TASK> All entries below are to be reproduced exactly.

RECORDS TO USE>
★ ★ ★ ★ ★ ★ ★
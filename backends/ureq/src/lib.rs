//! A blocking [`reqpipe`] transport backed by [`ureq`].
//!
//! The transport hands each built request to a shared [`ureq::Agent`].
//! Request bodies are buffered before hand-off; connection handling, TLS,
//! timeouts, and redirect policy are all the agent's, configured through
//! [`UreqTransport::with_agent`].

#![deny(missing_docs)]

mod response;

use std::fmt;

use http::header::{HeaderValue, HOST};
use reqpipe::transport::Transport;
use reqpipe::Request;

pub use response::UreqResponse;

/// A [`reqpipe::transport::Transport`] dispatching through a [`ureq::Agent`].
pub struct UreqTransport {
    agent: ureq::Agent,
}

impl UreqTransport {
    /// A transport over a default agent with HTTP-status-as-error disabled,
    /// so non-2xx responses come back as responses rather than errors.
    pub fn new() -> Self {
        let agent = ureq::Agent::config_builder()
            .http_status_as_error(false)
            .build()
            .new_agent();
        Self { agent }
    }

    /// A transport over a caller-configured agent.
    pub fn with_agent(agent: ureq::Agent) -> Self {
        Self { agent }
    }

    /// Install a fresh transport as the process-wide default, so the
    /// `reqpipe` free functions dispatch through ureq.
    ///
    /// Call once during program initialization.
    pub fn register() {
        reqpipe::transport::set_default(Self::new());
    }
}

impl Default for UreqTransport {
    fn default() -> Self {
        Self::new()
    }
}

impl Transport for UreqTransport {
    type Response = UreqResponse;

    fn describe(&self, f: &mut fmt::Formatter<'_>) -> fmt::Result {
        write!(f, "UreqTransport")
    }

    fn send(&self, request: Request) -> reqpipe::Result<UreqResponse> {
        let request = into_http(request)?;
        let response = self
            .agent
            .run(request)
            .map_err(|e| reqpipe::Error::Transport(Box::new(e)))?;
        UreqResponse::new(response)
    }
}

/// Translate a built [`Request`] into the `http::Request` the agent runs.
///
/// The body is buffered into memory; ureq frames it itself, so the
/// transfer-encoding list is left to the agent.
fn into_http(mut request: Request) -> reqpipe::Result<http::Request<Vec<u8>>> {
    let body = match request.body.take() {
        Some(body) => body.into_bytes()?.to_vec(),
        None => Vec::new(),
    };

    let mut http_request = http::Request::builder()
        .method(request.method.clone())
        .uri(request.url.as_str())
        .body(body)
        .map_err(|e| reqpipe::Error::Transport(e.into()))?;

    *http_request.headers_mut() = request.headers;
    if let Some(host) = &request.host {
        let value = HeaderValue::try_from(host.as_str())?;
        http_request.headers_mut().insert(HOST, value);
    }

    Ok(http_request)
}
★ ★ ★ ★ ★ ★ ★
TASK SOLUTION>
filename backends/ureq/src/lib.rs
//! A blocking [`reqpipe`] transport backed by [`ureq`].
//!
//! The transport hands each built request to a shared [`ureq::Agent`].
//! Request bodies are buffered before hand-off; connection handling, TLS,
//! timeouts, and redirect policy are all the agent's, configured through
//! [`UreqTransport::with_agent`].

#![deny(missing_docs)]

mod response;

use std::fmt;

use http::header::{HeaderValue, HOST};
use reqpipe::transport::Transport;
use reqpipe::Request;

pub use response::UreqResponse;

/// A [`reqpipe::transport::Transport`] dispatching through a [`ureq::Agent`].
pub struct UreqTransport {
    agent: ureq::Agent,
}

impl UreqTransport {
    /// A transport over a default agent with HTTP-status-as-error disabled,
    /// so non-2xx responses come back as responses rather than errors.
    pub fn new() -> Self {
        let agent = ureq::Agent::config_builder()
            .http_status_as_error(false)
            .build()
            .new_agent();
        Self { agent }
    }

    /// A transport over a caller-configured agent.
    pub fn with_agent(agent: ureq::Agent) -> Self {
        Self { agent }
    }

    /// Install a fresh transport as the process-wide default, so the
    /// `reqpipe` free functions dispatch through ureq.
    ///
    /// Call once during program initialization.
    pub fn register() {
        reqpipe::transport::set_default(Self::new());
    }
}

impl Default for UreqTransport {
    fn default() -> Self {
        Self::new()
    }
}

impl Transport for UreqTransport {
    type Response = UreqResponse;

    fn describe(&self, f: &mut fmt::Formatter<'_>) -> fmt::Result {
        write!(f, "UreqTransport")
    }

    fn send(&self, request: Request) -> reqpipe::Result<UreqResponse> {
        let request = into_http(request)?;
        let response = self
            .agent
            .run(request)
            .map_err(|e| reqpipe::Error::Transport(Box::new(e)))?;
        UreqResponse::new(response)
    }
}

/// Translate a built [`Request`] into the `http::Request` the agent runs.
///
/// The body is buffered into memory; ureq frames it itself, so the
/// transfer-encoding list is left to the agent.
fn into_http(mut request: Request) -> reqpipe::Result<http::Request<Vec<u8>>> {
    let body = match request.body.take() {
        Some(body) => body.into_bytes()?.to_vec(),
        None => Vec::new(),
    };

    let mut http_request = http::Request::builder()
        .method(request.method.clone())
        .uri(request.url.as_str())
        .body(body)
        .map_err(|e| reqpipe::Error::Transport(e.into()))?;

    *http_request.headers_mut() = request.headers;
    if let Some(host) = &request.host {
        let value = HeaderValue::try_from(host.as_str())?;
        http_request.headers_mut().insert(HOST, value);
    }

    Ok(http_request)
}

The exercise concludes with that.